The last month of this calendar year has opened and brings along with it the penultimate Autocar Professional edition of 2020. And it’s filled to the brim with exciting industry news, views and analysis aplenty. Let’s begin with the cover story, where global electronics major Hella says hello to the Indian two- and three-wheeler industry with a new charge.
So bullish is the company on this segment and vehicle electrification that it has set up a brand-new subsidiary – Hella eMobionics – to penetrate this large market with tailor-made technologies and products. Managing Director Dr Naveen Gautam reveals the well-thought-out diversification strategy.
The past fortnight saw lots of automotive action, especially on the crash-testing front.

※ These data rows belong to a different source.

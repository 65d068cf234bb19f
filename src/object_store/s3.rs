use std::time::Duration;

use async_trait::async_trait;
use aws_config::retry::{RetryConfig, RetryMode};
use aws_config::BehaviorVersion;
use aws_sdk_s3::config::{Credentials, Region};
use aws_sdk_s3::error::SdkError;
use aws_sdk_s3::operation::head_object::HeadObjectError;
use aws_sdk_s3::presigning::PresigningConfig;
use aws_sdk_s3::Client;
use chrono::Utc;

use super::{validate_key, DeleteOutcome, ObjectStore, ObjectStoreError, PresignedPut};
use crate::config::S3Config;

/// S3-compatible object store, addressed path-style (`{endpoint}/{bucket}/{key}`).
pub struct S3Store {
    bucket: String,
    client: Client,
    public_url: String,
}

impl S3Store {
    pub fn new(config: &S3Config) -> Result<Self, anyhow::Error> {
        let bucket = config
            .bucket
            .clone()
            .ok_or_else(|| anyhow::anyhow!("S3 bucket is not configured"))?;
        let endpoint = config
            .endpoint
            .as_deref()
            .ok_or_else(|| anyhow::anyhow!("S3 endpoint is not configured"))?
            .trim_end_matches('/')
            .to_string();
        reqwest::Url::parse(&endpoint)?;

        let credentials = Credentials::new(
            config.access_key_id.clone().unwrap_or_default(),
            config.secret_access_key.clone().unwrap_or_default(),
            None,
            None,
            "lms-uploads",
        );

        let s3_config = aws_sdk_s3::Config::builder()
            .behavior_version(BehaviorVersion::latest())
            .region(Region::new(config.region.clone()))
            .endpoint_url(&endpoint)
            .credentials_provider(credentials)
            .retry_config(
                RetryConfig::standard()
                    .with_max_attempts(3)
                    .with_retry_mode(RetryMode::Adaptive),
            )
            // Tigris, MinIO and R2 all want the bucket in the path
            .force_path_style(true)
            .build();

        let public_url = config
            .public_url
            .clone()
            .unwrap_or_else(|| format!("{endpoint}/{bucket}"))
            .trim_end_matches('/')
            .to_string();

        Ok(Self {
            bucket,
            client: Client::from_conf(s3_config),
            public_url,
        })
    }
}

#[async_trait]
impl ObjectStore for S3Store {
    async fn presign_put(
        &self,
        key: &str,
        content_type: &str,
        content_length: u64,
        ttl: Duration,
    ) -> Result<PresignedPut, ObjectStoreError> {
        validate_key(key)?;

        let content_length = i64::try_from(content_length)
            .map_err(|_| ObjectStoreError::Backend("Content length out of range".to_string()))?;
        let expires_at = Utc::now()
            + chrono::Duration::from_std(ttl)
                .map_err(|e| ObjectStoreError::Backend(format!("Invalid TTL: {e}")))?;
        let presigning_config = PresigningConfig::builder()
            .expires_in(ttl)
            .build()
            .map_err(|e| ObjectStoreError::Backend(e.to_string()))?;

        let presigned = self
            .client
            .put_object()
            .bucket(&self.bucket)
            .key(key)
            .content_type(content_type)
            .content_length(content_length)
            .presigned(presigning_config)
            .await
            .map_err(|e| {
                tracing::error!(error = %e, bucket = %self.bucket, key, "S3 presign failed");
                ObjectStoreError::Backend(e.to_string())
            })?;

        Ok(PresignedPut {
            url: presigned.uri().to_string(),
            expires_at,
        })
    }

    async fn delete(&self, key: &str) -> Result<DeleteOutcome, ObjectStoreError> {
        validate_key(key)?;

        match self
            .client
            .delete_object()
            .bucket(&self.bucket)
            .key(key)
            .send()
            .await
        {
            Ok(_) => Ok(DeleteOutcome::Deleted),
            // S3 answers 204 for missing keys too; only some compatible stores send 404
            Err(e) if e.raw_response().map(|r| r.status().as_u16()) == Some(404) => {
                Ok(DeleteOutcome::NotFound)
            }
            Err(e) => {
                tracing::error!(error = %e, bucket = %self.bucket, key, "S3 delete failed");
                Err(ObjectStoreError::Backend(format!("S3 delete failed: {e}")))
            }
        }
    }

    async fn exists(&self, key: &str) -> Result<bool, ObjectStoreError> {
        validate_key(key)?;

        match self
            .client
            .head_object()
            .bucket(&self.bucket)
            .key(key)
            .send()
            .await
        {
            Ok(_) => Ok(true),
            Err(SdkError::ServiceError(service_err))
                if matches!(service_err.err(), HeadObjectError::NotFound(_)) =>
            {
                Ok(false)
            }
            Err(e) => Err(ObjectStoreError::Backend(format!("S3 head failed: {e}"))),
        }
    }

    fn public_url(&self, key: &str) -> String {
        format!("{}/{key}", self.public_url)
    }
}

#[cfg(test)]
mod tests {
    use super::*;

    fn store(endpoint: &str, public_url: Option<&str>) -> S3Store {
        S3Store::new(&S3Config {
            bucket: Some("lms-next-app".to_string()),
            region: "auto".to_string(),
            endpoint: Some(endpoint.to_string()),
            access_key_id: Some("AKID".to_string()),
            secret_access_key: Some("secret".to_string()),
            public_url: public_url.map(str::to_string),
        })
        .unwrap()
    }

    #[tokio::test]
    async fn test_presigned_put_is_path_style_with_ttl() {
        let store = store("https://fly.storage.tigris.dev", None);
        let grant = store
            .presign_put("abc-cover.png", "image/png", 204800, Duration::from_secs(360))
            .await
            .unwrap();

        assert!(grant
            .url
            .starts_with("https://fly.storage.tigris.dev/lms-next-app/abc-cover.png?"));
        assert!(grant.url.contains("X-Amz-Expires=360"));
        assert!(grant.url.contains("X-Amz-Signature="));
        let remaining = grant.expires_at - Utc::now();
        assert!(remaining.num_seconds() > 350 && remaining.num_seconds() <= 360);
    }

    #[test]
    fn test_public_url_defaults_to_path_style_endpoint() {
        let store = store("http://localhost:9000/", None);
        assert_eq!(store.public_url("k"), "http://localhost:9000/lms-next-app/k");
    }

    #[test]
    fn test_public_url_uses_configured_base() {
        let store = store(
            "https://fly.storage.tigris.dev",
            Some("https://lms-next-app.t3.storage.dev/"),
        );
        assert_eq!(
            store.public_url("abc-cover.png"),
            "https://lms-next-app.t3.storage.dev/abc-cover.png"
        );
    }

    #[tokio::test]
    async fn test_presign_rejects_path_keys() {
        let store = store("https://fly.storage.tigris.dev", None);
        let result = store
            .presign_put("../etc", "image/png", 1, Duration::from_secs(1))
            .await;
        assert!(matches!(result, Err(ObjectStoreError::InvalidKey(_))));
    }

    #[test]
    fn test_missing_bucket_is_rejected() {
        let result = S3Store::new(&S3Config {
            endpoint: Some("https://fly.storage.tigris.dev".to_string()),
            ..Default::default()
        });
        assert!(result.is_err());
    }
}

The latest round of Global NCAP’s SaferCarsForIndia saw a mixed bag of results ranging from three stars for the Kia Seltos, two for the Hyundai Grand i10 Nios and zero stars for the Maruti S-Presso. We lay bare the findings. David Ward, President and CEO of Global NCAP, while warding off suggestions that a 56kph crash test is ideal for made-in-India cars, says the country is seeing growing vehicle speeds and urges OEMs to make passenger-side airbags as well as ESC standard fitment. He is now looking forward to testing an Indian EV.
Just as this issue went to press came the news that Mahindra & Mahindra’s recently launched Thar SUV had recorded a strong four-star GNCAP crash test rating. That’s would spell good news for the company, whose DNA is utility vehicles and aims to regain lost market share, currently down to 15 percent from 21 percent a year ago. We spill the beans on the six new products coming from M&M next year.
The Covid pandemic has compelled companies to implement new strategies to win buyers and influence potential customers. Find out how Tata Motors’ contactless servicing builds customer connect.
Tata Ace turns petrol sipper, shipping from India, Atmarnirbharta
Even as the PV segment turns overwhelmingly in favour of petrol, commercial vehicle market leader Tata Motors is adopting petrol technology to protect, and grow, its turf by plonking an upgraded Nano engine in its high-selling small mini-truck, the Ace. We have the details of how the petrol variant is faring in the marketplace.
Not many know that Daimler India Commercial Vehicles, which sells the BharatBenz brand of trucks and buses, is also a major exporter or that it has shipped over 35,000 CVs and 150 million parts to 50 markets globally. Managing Director and CEO Satyakam Arya speaks to Autocar Professional.
Atmanirbharta is the buzzword that has self-reliance written all over it. According to Alexander Klotz, Head of Technical Center India, Continental Automotive India, a focused local product development strategy, which banks on global R&D competence to adapt well-proven technologies, can pay dividends in India.
Global updates on two, four and more wheels
Vehicle electrification is seeing a number of start-ups actively engage in innovation, particularly on two wheels. One such example is Damon Motors’ high-voltage HyperDrive powertrain platform on which wide range of high-performance models and sub-models can be built upon. We unplug the development story.
India is a growth lever for Yamaha Motor Corp, which is seeing a smart uptick in sales, similar to that in Thailand and Vietnam albeit Indonesia remains a worry for the Japanese OEM.
Can a car be made entirely from recycled waste? Yes, it can as Luca, a zero-waste car which uses PET bottles, plastic toys and household waste in its construction, shows.
Meanwhile, Traton, Volkswagen Group’s truck and bus unit (which found the Indian CV truck market a tough nut to crack), is eyeing business opportunities in North America and Asia for products and electric mobility and new growth levers are Navistar and Hino. We have a comprehensive analysis.